**Required action**
Return the data below exactly, but only from the line containing "pub struct Listener" through the line containing "pushing one reporter", with both of those lines included.

Stored dataset items:
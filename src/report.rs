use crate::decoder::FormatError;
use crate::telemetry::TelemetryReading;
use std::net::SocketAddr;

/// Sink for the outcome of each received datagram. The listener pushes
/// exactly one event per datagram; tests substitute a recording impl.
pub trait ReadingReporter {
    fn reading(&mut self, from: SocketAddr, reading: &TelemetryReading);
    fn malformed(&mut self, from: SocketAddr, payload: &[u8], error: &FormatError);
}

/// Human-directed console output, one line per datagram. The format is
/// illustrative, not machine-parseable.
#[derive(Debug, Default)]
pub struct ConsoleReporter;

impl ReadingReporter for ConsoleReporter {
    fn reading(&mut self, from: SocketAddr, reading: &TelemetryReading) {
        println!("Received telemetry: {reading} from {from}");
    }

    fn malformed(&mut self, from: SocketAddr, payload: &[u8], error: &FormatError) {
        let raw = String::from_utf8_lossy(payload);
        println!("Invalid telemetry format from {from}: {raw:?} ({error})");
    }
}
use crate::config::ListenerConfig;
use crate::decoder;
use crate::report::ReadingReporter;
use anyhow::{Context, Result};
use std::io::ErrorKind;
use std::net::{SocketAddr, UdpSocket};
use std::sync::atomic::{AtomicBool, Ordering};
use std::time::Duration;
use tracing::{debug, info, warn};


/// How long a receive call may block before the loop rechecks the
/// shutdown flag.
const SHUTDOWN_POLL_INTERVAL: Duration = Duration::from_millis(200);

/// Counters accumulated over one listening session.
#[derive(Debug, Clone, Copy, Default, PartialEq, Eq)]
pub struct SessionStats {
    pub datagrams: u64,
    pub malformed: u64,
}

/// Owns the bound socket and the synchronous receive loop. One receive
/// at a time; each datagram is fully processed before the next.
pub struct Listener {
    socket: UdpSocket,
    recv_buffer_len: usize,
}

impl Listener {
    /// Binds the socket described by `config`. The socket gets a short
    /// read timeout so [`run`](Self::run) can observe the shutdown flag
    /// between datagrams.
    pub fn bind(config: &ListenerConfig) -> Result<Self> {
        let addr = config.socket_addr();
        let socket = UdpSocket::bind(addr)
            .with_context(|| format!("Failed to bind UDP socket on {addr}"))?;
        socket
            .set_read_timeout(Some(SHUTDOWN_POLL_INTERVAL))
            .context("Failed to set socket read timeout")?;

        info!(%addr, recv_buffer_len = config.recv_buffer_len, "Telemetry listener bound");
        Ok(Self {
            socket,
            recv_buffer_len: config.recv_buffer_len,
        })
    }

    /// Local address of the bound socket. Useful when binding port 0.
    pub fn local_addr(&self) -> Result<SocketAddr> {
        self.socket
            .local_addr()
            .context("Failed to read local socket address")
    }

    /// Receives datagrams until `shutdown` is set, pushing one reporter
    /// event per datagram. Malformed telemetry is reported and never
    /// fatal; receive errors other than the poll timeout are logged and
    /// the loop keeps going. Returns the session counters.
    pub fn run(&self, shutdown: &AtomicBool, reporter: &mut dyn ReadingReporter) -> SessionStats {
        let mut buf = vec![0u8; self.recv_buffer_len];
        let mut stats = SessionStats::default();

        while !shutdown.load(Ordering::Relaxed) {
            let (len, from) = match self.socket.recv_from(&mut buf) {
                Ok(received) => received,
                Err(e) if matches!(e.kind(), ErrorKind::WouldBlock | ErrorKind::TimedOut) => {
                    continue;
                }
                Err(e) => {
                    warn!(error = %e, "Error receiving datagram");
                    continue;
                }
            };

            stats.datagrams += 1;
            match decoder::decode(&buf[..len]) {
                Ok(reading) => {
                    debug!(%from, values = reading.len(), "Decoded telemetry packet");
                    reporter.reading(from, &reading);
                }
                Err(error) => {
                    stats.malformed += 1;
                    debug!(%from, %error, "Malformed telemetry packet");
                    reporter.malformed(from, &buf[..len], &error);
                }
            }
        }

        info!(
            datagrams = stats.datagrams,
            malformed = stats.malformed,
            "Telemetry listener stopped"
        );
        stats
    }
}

**Result**
pub struct Listener {
    socket: UdpSocket,
    recv_buffer_len: usize,
}

impl Listener {
    /// Binds the socket described by `config`. The socket gets a short
    /// read timeout so [`run`](Self::run) can observe the shutdown flag
    /// between datagrams.
    pub fn bind(config: &ListenerConfig) -> Result<Self> {
        let addr = config.socket_addr();
        let socket = UdpSocket::bind(addr)
            .with_context(|| format!("Failed to bind UDP socket on {addr}"))?;
        socket
            .set_read_timeout(Some(SHUTDOWN_POLL_INTERVAL))
            .context("Failed to set socket read timeout")?;

        info!(%addr, recv_buffer_len = config.recv_buffer_len, "Telemetry listener bound");
        Ok(Self {
            socket,
            recv_buffer_len: config.recv_buffer_len,
        })
    }

    /// Local address of the bound socket. Useful when binding port 0.
    pub fn local_addr(&self) -> Result<SocketAddr> {
        self.socket
            .local_addr()
            .context("Failed to read local socket address")
    }

    /// Receives datagrams until `shutdown` is set, pushing one reporter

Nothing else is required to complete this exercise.